Organ Perfusion Pressure Predicts Outcomes in Cardiogenic Shock Patients
Pier Paolo Bocchino, Simone Frea, Alice Sacco, Maurizio Bertaina, Federico Pappalardo, Guido Tavazzi, Nuccia Morici, Filippo Angelini, Laura Garatti, Martina Briani, Carlotta Sorini Dini, Luca Villanova, Guglielmo Gallone, Amelia Ravera, Letizia Bertoldi, Anna Corsini, Giulia Maj, Luciano Potena, Rita Camporotondo, Costanza Natalia Julia Colombo, Andrea Montisci, Fabrizio Oliva, Mario Iannaccone, Nicoletta D’Ettore, Serafina Valente, Matteo Pagnesi, Marco Metra, Marco Marini, Gaetano Maria De Ferrari
Abstract
AIMS: The diagnosis of cardiogenic shock (CS) relies upon signs and/or symptoms of end-organ hypoperfusion.
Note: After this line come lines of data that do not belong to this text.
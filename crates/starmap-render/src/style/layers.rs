use std::collections::HashMap;

use serde::{Deserialize, Serialize};

/// Identity of one drawing pass.
///
/// Declaration order is the default z-order.
#[derive(Debug, Copy, Clone, PartialEq, Eq, Hash, PartialOrd, Ord, Serialize, Deserialize)]
pub enum LayerId {
    BackgroundSolid,
    BackgroundNebulaTexture,
    BackgroundGalaxy,
    BackgroundPseudoRandomStars,
    BackgroundRifts,
    MacroBorders,
    MacroRoutes,
    GridSector,
    GridSubsector,
    GridParsec,
    NamesSubsector,
    MicroBordersFill,
    MicroBordersShade,
    MicroBordersStroke,
    MicroRoutes,
    MicroBorderExplicitLabels,
    NamesSector,
    MacroGovernmentRiftRouteNames,
    MacroCapitalsAndHomeWorlds,
    MegaGalaxyScaleLabels,
    WorldsBackground,
    WorldsForeground,
    WorldsOverlays,
    OverlayDroyneChirperWorlds,
    OverlayMinorHomeworlds,
    OverlayAncientsWorlds,
    OverlayReviewStatus,
}

impl LayerId {
    pub const ALL: [LayerId; 27] = [
        LayerId::BackgroundSolid,
        LayerId::BackgroundNebulaTexture,
        LayerId::BackgroundGalaxy,
        LayerId::BackgroundPseudoRandomStars,
        LayerId::BackgroundRifts,
        LayerId::MacroBorders,
        LayerId::MacroRoutes,
        LayerId::GridSector,
        LayerId::GridSubsector,
        LayerId::GridParsec,
        LayerId::NamesSubsector,
        LayerId::MicroBordersFill,
        LayerId::MicroBordersShade,
        LayerId::MicroBordersStroke,
        LayerId::MicroRoutes,
        LayerId::MicroBorderExplicitLabels,
        LayerId::NamesSector,
        LayerId::MacroGovernmentRiftRouteNames,
        LayerId::MacroCapitalsAndHomeWorlds,
        LayerId::MegaGalaxyScaleLabels,
        LayerId::WorldsBackground,
        LayerId::WorldsForeground,
        LayerId::WorldsOverlays,
        LayerId::OverlayDroyneChirperWorlds,
        LayerId::OverlayMinorHomeworlds,
        LayerId::OverlayAncientsWorlds,
        LayerId::OverlayReviewStatus,
    ];

    pub fn name(self) -> &'static str {
        match self {
            LayerId::BackgroundSolid => "BackgroundSolid",
            LayerId::BackgroundNebulaTexture => "BackgroundNebulaTexture",
            LayerId::BackgroundGalaxy => "BackgroundGalaxy",
            LayerId::BackgroundPseudoRandomStars => "BackgroundPseudoRandomStars",
            LayerId::BackgroundRifts => "BackgroundRifts",
            LayerId::MacroBorders => "MacroBorders",
            LayerId::MacroRoutes => "MacroRoutes",
            LayerId::GridSector => "GridSector",
            LayerId::GridSubsector => "GridSubsector",
            LayerId::GridParsec => "GridParsec",
            LayerId::NamesSubsector => "NamesSubsector",
            LayerId::MicroBordersFill => "MicroBordersFill",
            LayerId::MicroBordersShade => "MicroBordersShade",
            LayerId::MicroBordersStroke => "MicroBordersStroke",
            LayerId::MicroRoutes => "MicroRoutes",
            LayerId::MicroBorderExplicitLabels => "MicroBorderExplicitLabels",
            LayerId::NamesSector => "NamesSector",
            LayerId::MacroGovernmentRiftRouteNames => "MacroGovernmentRiftRouteNames",
            LayerId::MacroCapitalsAndHomeWorlds => "MacroCapitalsAndHomeWorlds",
            LayerId::MegaGalaxyScaleLabels => "MegaGalaxyScaleLabels",
            LayerId::WorldsBackground => "WorldsBackground",
            LayerId::WorldsForeground => "WorldsForeground",
            LayerId::WorldsOverlays => "WorldsOverlays",
            LayerId::OverlayDroyneChirperWorlds => "OverlayDroyneChirperWorlds",
            LayerId::OverlayMinorHomeworlds => "OverlayMinorHomeworlds",
            LayerId::OverlayAncientsWorlds => "OverlayAncientsWorlds",
            LayerId::OverlayReviewStatus => "OverlayReviewStatus",
        }
    }
}

/// Rank table deciding pass z-order; lower ranks draw first.
///
/// Every layer must have a rank: the pipeline refuses to render with a
/// partial table instead of guessing a position.
#[derive(Debug, Clone, PartialEq)]
pub struct LayerOrder {
    ranks: HashMap<LayerId, i32>,
}

impl Default for LayerOrder {
    /// Declaration order, ranks 0, 1, 2, ...
    fn default() -> Self {
        let ranks = LayerId::ALL
            .iter()
            .enumerate()
            .map(|(i, &id)| (id, i as i32))
            .collect();
        Self { ranks }
    }
}

impl LayerOrder {
    /// Table with no ranks at all.
    pub fn empty() -> Self {
        Self { ranks: HashMap::new() }
    }

    #[inline]
    pub fn rank(&self, id: LayerId) -> Option<i32> {
        self.ranks.get(&id).copied()
    }

    pub fn set(&mut self, id: LayerId, rank: i32) -> &mut Self {
        self.ranks.insert(id, rank);
        self
    }

    pub fn remove(&mut self, id: LayerId) -> Option<i32> {
        self.ranks.remove(&id)
    }

    /// Replaces the ranks named in `overrides`, keeping the rest.
    pub fn apply_overrides(&mut self, overrides: &HashMap<LayerId, i32>) {
        for (&id, &rank) in overrides {
            self.ranks.insert(id, rank);
        }
    }

    /// Layers with no rank, in declaration order.
    pub fn missing(&self) -> impl Iterator<Item = LayerId> + '_ {
        LayerId::ALL
            .into_iter()
            .filter(|id| !self.ranks.contains_key(id))
    }
}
The combination of hypoperfusion and systemic congestion identifies patients at particularly high risk. This study evaluated organ perfusion pressure (OPP), calculated as mean arterial pressure minus invasive central venous pressure, as a predictor of outcomes in CS. METHODS AND RESULTS: All consecutive patients with acute myocardial infarction-related CS (AMI-CS) or acutely decompensated heart failure-related CS (ADHF-CS) enrolled in the multicentre Altshock-2 registry between January 2020 and November 2023 were included. The primary outcome was in-hospital all-cause mortality. Overall, 316 patients were included (mean age: 64 ± 13 years, 62 [20%] female, median left ventricular ejection fraction: 22% [interquartile range, IQR 15-30%], 261 [85.9%] SCAI stage C or worse, median OPP at presentation: 57.0 mmHg [IQR 47.0-69.8 mmHg]). A total of 117 (37%) patients died during the hospitalization. Low OPP (i.e. <57.0 mmHg) was associated with significantly higher in-hospital all-cause mortality (hazard ratio [HR] 1.757, 95% confidence interval [CI] 1.208-2.556, p = 0.003), whereas low mean arterial pressure alone was not (HR 1.323, 95% CI 0.901-1.941, p = 0.153). After multivariable adjustment for significant clinical data available at first bedside assessment (age and Sequential Organ Failure Assessment score), low OPP still predicted significantly higher in-hospital all-cause mortality (HR per mmHg decrease: 1.016, 95% CI 1.004-1.029, p = 0.010). Low OPP appeared particularly powerful in predicting higher in-hospital all-cause mortality among ADHF-CS patients (HR 3.172, p = 0.002). CONCLUSION: In this multicentre, observational, prospective study on patients hospitalized for CS, lower OPP on admission was associated with significantly higher in-hospital all-cause mortality.